There’s nothing static about it either, he said, because there are new varieties coming and going all the time. “That means you’ve got to be aggressive,” he said.
Eighty percent of the company’s business is in apples, in terms of both acreage and sales dollars, followed by cherries. Only about 100 acres of pears is currently planted.
The plethora of amazing tasting apples in the pipeline mean that, 25 years from now, consumers might not see a lot of the traditional apple varieties on display at the retail market, Mark said. “The retailers are looking for variety, and we’re trying hard to identify the exceptional ones and bring them to market.”
Today, Zirkle grows only 15 acres of conventional Red Delicious, which is very, very little compared with other varieties in its orchards. The company was among the first to plant Honeycrisp in Washington
“I think every shipper has their own variety they’re propagating and selling, and they’re all good,” Mark said.
For Zirkle, that would be its propriety Lady Alice variety, which was a chance seedling in a nearby farmer’s orchard. “I would hope this would mean the apple category will grow and there will be more people buying apples. It’s fun going out there to see what new market is going to do well, where.”
Zirkle is moving toward a 13-foot V-trellis for new plantings, with tree spacing depending on the rootstock used.
“That doesn’t mean we don’t have every tree structure known to man over the last 25 years,” Mark said with a laugh. The structure may lend itself to automation some day, and while Mark said he looks forward to mechanical harvest, realistically, “some of our varieties will have to have hand labor, which means maybe just fewer tractor drivers and support people.”
The company also is gradually moving everything to Geneva rootstocks, though like many growers, they can’t get them fast enough. However, the hope is that the Geneva rootstocks will eliminate disease concerns, such as fire blight, which poses particular problems in their organic blocks.
Almost 50 percent of Zirkle’s tree fruit is in organic production, and all of its blueberries are either organic or transitioning to organic. Blueberries were an area of expansion that was first proposed by Mark’s brother, Lester, who is also an owner of Zirkle Fruit while managing his own farm.
On the wine side, about two-thirds of what Zirkle’s Four Feathers Winery crushes is sold under contract to the larger wineries in the state.
The winery operates very much as a separate business entity and doesn’t currently sell anything in the bottle. If and when it does, that would be another business endeavor that will have to be pursued by someone else, Mark said.
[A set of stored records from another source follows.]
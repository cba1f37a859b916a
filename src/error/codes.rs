//! Server error codes consumed by the result-streaming core.
//!
//! The numeric values are the authoritative baseline: retryability and
//! change-stream resumability are decided by these pinned lists plus the
//! error labels attached to a reply. Unknown codes are treated as resumable
//! for change streams (they are not on the deny-list) but never as
//! retryable for ordinary reads.

/// The server no longer knows the cursor id passed to `getMore`.
pub const CURSOR_NOT_FOUND: i32 = 43;

pub const HOST_UNREACHABLE: i32 = 6;
pub const HOST_NOT_FOUND: i32 = 7;
pub const NETWORK_TIMEOUT: i32 = 89;
pub const SHUTDOWN_IN_PROGRESS: i32 = 91;
pub const PRIMARY_STEPPED_DOWN: i32 = 189;
pub const SOCKET_EXCEPTION: i32 = 9001;
pub const NOT_WRITABLE_PRIMARY: i32 = 10107;
pub const INTERRUPTED_AT_SHUTDOWN: i32 = 11600;

pub const INTERRUPTED: i32 = 11601;
pub const ILLEGAL_OPERATION: i32 = 20;
pub const CAPPED_POSITION_LOST: i32 = 136;
pub const CURSOR_KILLED: i32 = 237;
pub const CHANGE_STREAM_FATAL_ERROR: i32 = 280;
pub const CHANGE_STREAM_HISTORY_LOST: i32 = 286;

/// Label the server attaches to errors that permit one transparent retry.
pub const RETRYABLE_LABEL: &str = "RetryableWriteError";

/// Server codes that permit a single transparent re-execution of a read.
const RETRYABLE_READ_CODES: &[i32] = &[
    HOST_UNREACHABLE,
    HOST_NOT_FOUND,
    NETWORK_TIMEOUT,
    SHUTDOWN_IN_PROGRESS,
    PRIMARY_STEPPED_DOWN,
    SOCKET_EXCEPTION,
    NOT_WRITABLE_PRIMARY,
    INTERRUPTED_AT_SHUTDOWN,
];

/// Server codes that terminate a change stream instead of resuming it.
const NON_RESUMABLE_CODES: &[i32] = &[
    INTERRUPTED,
    ILLEGAL_OPERATION,
    CAPPED_POSITION_LOST,
    CURSOR_KILLED,
    CHANGE_STREAM_FATAL_ERROR,
    CHANGE_STREAM_HISTORY_LOST,
];

/// Whether a server code permits the single retryable-read re-execution.
pub fn is_retryable_read_code(code: i32) -> bool {
    RETRYABLE_READ_CODES.contains(&code)
}

/// Whether a server code lets a change stream resume. Everything off the
/// deny-list resumes; the deny-list terminates the stream.
pub fn is_resumable_code(code: i32) -> bool {
    !NON_RESUMABLE_CODES.contains(&code)
}

/// Get a human-readable error name from a server error code.
pub fn error_name(code: i32) -> Option<&'static str> {
    let name = match code {
        HOST_UNREACHABLE => "HostUnreachable",
        HOST_NOT_FOUND => "HostNotFound",
        ILLEGAL_OPERATION => "IllegalOperation",
        CURSOR_NOT_FOUND => "CursorNotFound",
        NETWORK_TIMEOUT => "NetworkTimeout",
        SHUTDOWN_IN_PROGRESS => "ShutdownInProgress",
        CAPPED_POSITION_LOST => "CappedPositionLost",
        PRIMARY_STEPPED_DOWN => "PrimarySteppedDown",
        CURSOR_KILLED => "CursorKilled",
        CHANGE_STREAM_FATAL_ERROR => "ChangeStreamFatalError",
        CHANGE_STREAM_HISTORY_LOST => "ChangeStreamHistoryLost",
        SOCKET_EXCEPTION => "SocketException",
        NOT_WRITABLE_PRIMARY => "NotWritablePrimary",
        INTERRUPTED_AT_SHUTDOWN => "InterruptedAtShutdown",
        INTERRUPTED => "Interrupted",
        _ => return None,
    };

    Some(name)
}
“If my daughters want to go to the glass, that’s a whole other, complicated endeavor,” he said. “That’s another chapter that’s not going to be written by me.” •
When new apple varieties were starting to hit the market, Zirkle Fruit knew it wanted something all its own that was local and unique.
The company decided on Lady Alice, a chance seedling from a nearby grower’s orchard that was eventually named after Bill’s mother, Alice.
Its growing technique is something “right out of the ’50s,” Mark Zirkle said: a precocious yet consistent producer that has had never shown problems with cropping, and it carries a sweetness that develops quickly, just prior to picking.
“It’s a challenging apple, not so much to grow but to harvest, because it’s picking window is literally hours — four times in the month of September,” he said.
Zirkle said it’s also probably the most light-sensitive variety he’s ever seen. For that reason, Lady Alice has been planted on Tatura with Extenday, and he’s not afraid to plant it on a south or southeast slope for added sunlight.